On October 3, 1993, in an effort to apprehend the top lieutenants to the warlord Mohammed Farah Aidid, a group of U.S. Rangers and Delta Force operatives attempted a combined air and ground raid against targets in central Mogadishu. Both prongs of the operation quickly went wrong; the ground vehicles struggled to find their way to the target area, while one of the helicopters crashed after taking a hit from a rocket-propelled grenade. The ensuing melee lasted most of the night and resulted in the crash of another helicopter, the loss of nineteen American operators and the death of upwards of a thousand Somalis.

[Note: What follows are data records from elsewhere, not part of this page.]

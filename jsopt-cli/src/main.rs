use std::fs;
use std::io::{self, Read, Write};
use std::path::{Path, PathBuf};

use anyhow::{Context, Result, bail};
use clap::Parser;
use jsopt_core::{CompileOptions, compile, compile_tree};
use jsopt_trace::{ClockSource, OutputFormat, TraceConfig, TraceLogger, global};
use tracing_subscriber::EnvFilter;

/// コマンドライン引数を定義するための構造体
#[derive(Parser, Debug)]
#[command(version, about = "Compile .jsp sources to JavaScript", long_about = None)]
struct Cli {
    #[arg(
        short,
        long,
        value_name = "PATH",
        help = "Source file or directory of .jsp files (reads stdin when omitted)"
    )]
    input: Option<PathBuf>,

    #[arg(
        short,
        long,
        value_name = "PATH",
        help = "Output file, or output directory for a directory input (stdout when omitted)"
    )]
    output: Option<PathBuf>,

    #[arg(long, help = "Skip constant folding")]
    no_optimize: bool,

    #[arg(long, value_name = "PATH", help = "Write a trace of the compilation to PATH")]
    trace_log: Option<PathBuf>,

    #[arg(long, value_name = "FORMAT", help = "Trace format: html, raw")]
    trace_format: Option<OutputFormat>,

    #[arg(
        long,
        value_name = "CLOCK",
        help = "Trace clock: wall, process-cpu, thread-cpu"
    )]
    trace_clock: Option<ClockSource>,

    #[arg(long, help = "Record collector pauses as trace sub-events")]
    trace_pauses: bool,

    #[arg(long, help = "Record the tracer's own overhead as sub-events")]
    trace_overhead: bool,

    #[arg(long, help = "Drop high-volume trace events such as individual folds")]
    trace_quiet: bool,
}

impl Cli {
    /// Environment settings with command-line flags layered on top.
    fn trace_config(&self) -> TraceConfig {
        let mut config = TraceConfig::from_env();
        if let Some(path) = &self.trace_log {
            config.output = Some(path.clone());
        }
        if let Some(format) = self.trace_format {
            config.format = format;
        }
        if let Some(clock) = self.trace_clock {
            config.clock = clock;
        }
        config.record_pauses |= self.trace_pauses;
        config.record_overhead |= self.trace_overhead;
        config.quiet_high_volume |= self.trace_quiet;
        config
    }

    fn compile_options(&self) -> CompileOptions {
        CompileOptions {
            optimize: !self.no_optimize,
            name: self.input.as_ref().map(|path| path.display().to_string()),
        }
    }
}

fn main() -> Result<()> {
    let cli = Cli::parse();
    init_logging();

    let logger = match global::install(TraceLogger::open_or_disabled(cli.trace_config())) {
        Ok(logger) => logger,
        Err(_) => global::get(),
    };
    let result = execute(&cli, logger);
    logger.flush();
    global::shutdown();
    result
}

fn init_logging() {
    let filter = EnvFilter::try_from_default_env().unwrap_or_else(|_| EnvFilter::new("warn"));
    tracing_subscriber::fmt()
        .with_env_filter(filter)
        .with_writer(io::stderr)
        .init();
}

fn execute(cli: &Cli, logger: &TraceLogger) -> Result<()> {
    let options = cli.compile_options();

    if let Some(input) = cli.input.as_deref().filter(|path| path.is_dir()) {
        let Some(output_root) = &cli.output else {
            bail!("--output must name a directory when --input is a directory");
        };
        let files = compile_tree(input, &options, logger)?;
        for file in &files {
            let destination = output_root.join(&file.output);
            write_output(&destination, file.artifact.javascript.as_bytes())?;
            tracing::info!(
                source = %file.source.display(),
                folds = file.artifact.folds,
                "compiled"
            );
        }
        return Ok(());
    }

    let source = match &cli.input {
        Some(path) => fs::read_to_string(path)
            .with_context(|| format!("failed to read input file {}", path.display()))?,
        None => {
            let mut buffer = String::new();
            io::stdin().read_to_string(&mut buffer)?;
            buffer
        }
    };

    let artifact = compile(&source, &options, logger)?;
    match &cli.output {
        Some(path) => write_output(path, artifact.javascript.as_bytes())?,
        None => io::stdout()
            .write_all(artifact.javascript.as_bytes())
            .context("failed to write to stdout")?,
    }
    Ok(())
}

fn write_output(path: &Path, bytes: &[u8]) -> Result<()> {
    if let Some(parent) = path.parent() {
        if !parent.as_os_str().is_empty() {
            fs::create_dir_all(parent)
                .with_context(|| format!("failed to create directory {}", parent.display()))?;
        }
    }
    fs::write(path, bytes)
        .with_context(|| format!("failed to write output file {}", path.display()))?;
    Ok(())
}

The value of special-operations forces lies in its human capital. When these units take casualties, they cannot easily replace losses; each individual operator represents years of intensive training, along with a rare set of physical, mental and emotional traits. But unfortunately, shrapnel and plane crashes do not respect human capital. When special operators are pushed into conventional tactical situations where they cannot leverage their capabilities, they suffer and die like any other soldier. And in these cases, the loss to the country is immense, not only because of the political importance of specific operations but also because of the loss of some of America’s finest warriors.

Most of these operations combine an excessive degree of military optimism about the parameters of possibility with a lack of political understanding of the risks and costs of failure. But these problems are not incidental to the special-operations-force paradigm; high-human-capital individuals tend to have a strong sense of their capabilities, and a strong belief in their ability to get tough jobs done. And civilians lacking in military expertise often have reason to take these beliefs at face value, especially when the SOF offer quick, easy solutions to knotty problems.